**Problem:**
Could you retype the whole listing, word for word?

---- Supplied records

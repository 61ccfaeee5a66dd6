//! Scan session contracts.
//!
//! A worker owns exactly one [`ScanSession`] at a time, created by a
//! [`SessionFactory`] inside the worker's private profile directory. The
//! scheduler treats sessions as black boxes: it only sees the returned
//! [`Artifact`] or the [`SessionError`] text, which it classifies for retry.

pub mod http_probe;

use std::path::Path;
use std::time::Duration;

use async_trait::async_trait;
use thiserror::Error;

use crate::scheduler::job::{Artifact, Job};

pub use http_probe::{HttpProbeFactory, HttpProbeSession};

/// Default per-page timeout.
pub const DEFAULT_PAGE_TIMEOUT: Duration = Duration::from_secs(30);

/// Errors raised by scan sessions.
///
/// The `Display` text of each variant is what retry classification reads,
/// so the prefixes match the classification markers.
#[derive(Debug, Error)]
pub enum SessionError {
    /// The session could not be created.
    #[error("session not created: {0}")]
    Create(String),

    /// The scan failed.
    #[error("{0}")]
    Execute(String),

    /// The scan exceeded its time budget.
    #[error("scan timed out after {0:?}")]
    Timeout(Duration),

    /// The session died and must be rebuilt.
    #[error("session deleted: {0}")]
    Crashed(String),
}

/// Settings handed to every session a factory creates.
#[derive(Debug, Clone)]
pub struct SessionConfig {
    /// Budget for loading one target.
    pub page_timeout: Duration,
    /// User agent override.
    pub user_agent: Option<String>,
    /// Accept invalid TLS certificates.
    pub accept_invalid_certs: bool,
    /// Maximum redirects followed per target.
    pub max_redirects: usize,
    /// Maximum response bytes kept per capture.
    pub max_body_bytes: usize,
}

impl Default for SessionConfig {
    fn default() -> Self {
        Self {
            page_timeout: DEFAULT_PAGE_TIMEOUT,
            user_agent: None,
            accept_invalid_certs: false,
            max_redirects: 10,
            max_body_bytes: 2 * 1024 * 1024,
        }
    }
}

impl SessionConfig {
    pub fn with_page_timeout(mut self, timeout: Duration) -> Self {
        self.page_timeout = timeout;
        self
    }

    pub fn with_user_agent(mut self, user_agent: impl Into<String>) -> Self {
        self.user_agent = Some(user_agent.into());
        self
    }

    pub fn with_accept_invalid_certs(mut self, accept: bool) -> Self {
        self.accept_invalid_certs = accept;
        self
    }

    /// Caps how much of a response body is captured.
    pub fn with_max_body_bytes(mut self, limit: usize) -> Self {
        self.max_body_bytes = limit;
        self
    }
}

/// A live scan session bound to one worker.
#[async_trait]
pub trait ScanSession: Send {
    /// Scans one target.
    ///
    /// An `Ok` artifact carrying an `error_state` means the scan completed
    /// but the target itself failed; it is not retried.
    async fn execute(&mut self, job: &Job) -> Result<Artifact, SessionError>;

    /// Releases the session's resources. Must be safe to call more than once.
    async fn teardown(&mut self);
}

/// Creates scan sessions for workers.
#[async_trait]
pub trait SessionFactory: Send + Sync {
    /// Creates a session for `worker_id` rooted in `profile_dir`.
    async fn create_session(
        &self,
        worker_id: usize,
        profile_dir: &Path,
        config: &SessionConfig,
    ) -> Result<Box<dyn ScanSession>, SessionError>;
}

--------

**Expected answer:**
repository 61ccfaeee5a66dd6
//! Scan session contracts.
//!
//! A worker owns exactly one [`ScanSession`] at a time, created by a
//! [`SessionFactory`] inside the worker's private profile directory. The
//! scheduler treats sessions as black boxes: it only sees the returned
//! [`Artifact`] or the [`SessionError`] text, which it classifies for retry.

pub mod http_probe;

use std::path::Path;
use std::time::Duration;

use async_trait::async_trait;
use thiserror::Error;

use crate::scheduler::job::{Artifact, Job};

pub use http_probe::{HttpProbeFactory, HttpProbeSession};

/// Default per-page timeout.
pub const DEFAULT_PAGE_TIMEOUT: Duration = Duration::from_secs(30);

/// Errors raised by scan sessions.
///
/// The `Display` text of each variant is what retry classification reads,
/// so the prefixes match the classification markers.
#[derive(Debug, Error)]
pub enum SessionError {
    /// The session could not be created.
    #[error("session not created: {0}")]
    Create(String),

    /// The scan failed.
    #[error("{0}")]
    Execute(String),

    /// The scan exceeded its time budget.
    #[error("scan timed out after {0:?}")]
    Timeout(Duration),

    /// The session died and must be rebuilt.
    #[error("session deleted: {0}")]
    Crashed(String),
}

/// Settings handed to every session a factory creates.
#[derive(Debug, Clone)]
pub struct SessionConfig {
    /// Budget for loading one target.
    pub page_timeout: Duration,
    /// User agent override.
    pub user_agent: Option<String>,
    /// Accept invalid TLS certificates.
    pub accept_invalid_certs: bool,
    /// Maximum redirects followed per target.
    pub max_redirects: usize,
    /// Maximum response bytes kept per capture.
    pub max_body_bytes: usize,
}

impl Default for SessionConfig {
    fn default() -> Self {
        Self {
            page_timeout: DEFAULT_PAGE_TIMEOUT,
            user_agent: None,
            accept_invalid_certs: false,
            max_redirects: 10,
            max_body_bytes: 2 * 1024 * 1024,
        }
    }
}

impl SessionConfig {
    pub fn with_page_timeout(mut self, timeout: Duration) -> Self {
        self.page_timeout = timeout;
        self
    }

    pub fn with_user_agent(mut self, user_agent: impl Into<String>) -> Self {
        self.user_agent = Some(user_agent.into());
        self
    }

    pub fn with_accept_invalid_certs(mut self, accept: bool) -> Self {
        self.accept_invalid_certs = accept;
        self
    }

    /// Caps how much of a response body is captured.
    pub fn with_max_body_bytes(mut self, limit: usize) -> Self {
        self.max_body_bytes = limit;
        self
    }
}

/// A live scan session bound to one worker.
#[async_trait]
pub trait ScanSession: Send {
    /// Scans one target.
    ///
    /// An `Ok` artifact carrying an `error_state` means the scan completed
    /// but the target itself failed; it is not retried.
    async fn execute(&mut self, job: &Job) -> Result<Artifact, SessionError>;

    /// Releases the session's resources. Must be safe to call more than once.
    async fn teardown(&mut self);
}

/// Creates scan sessions for workers.
#[async_trait]
pub trait SessionFactory: Send + Sync {
    /// Creates a session for `worker_id` rooted in `profile_dir`.
    async fn create_session(
        &self,
        worker_id: usize,
        profile_dir: &Path,
        config: &SessionConfig,
    ) -> Result<Box<dyn ScanSession>, SessionError>;
}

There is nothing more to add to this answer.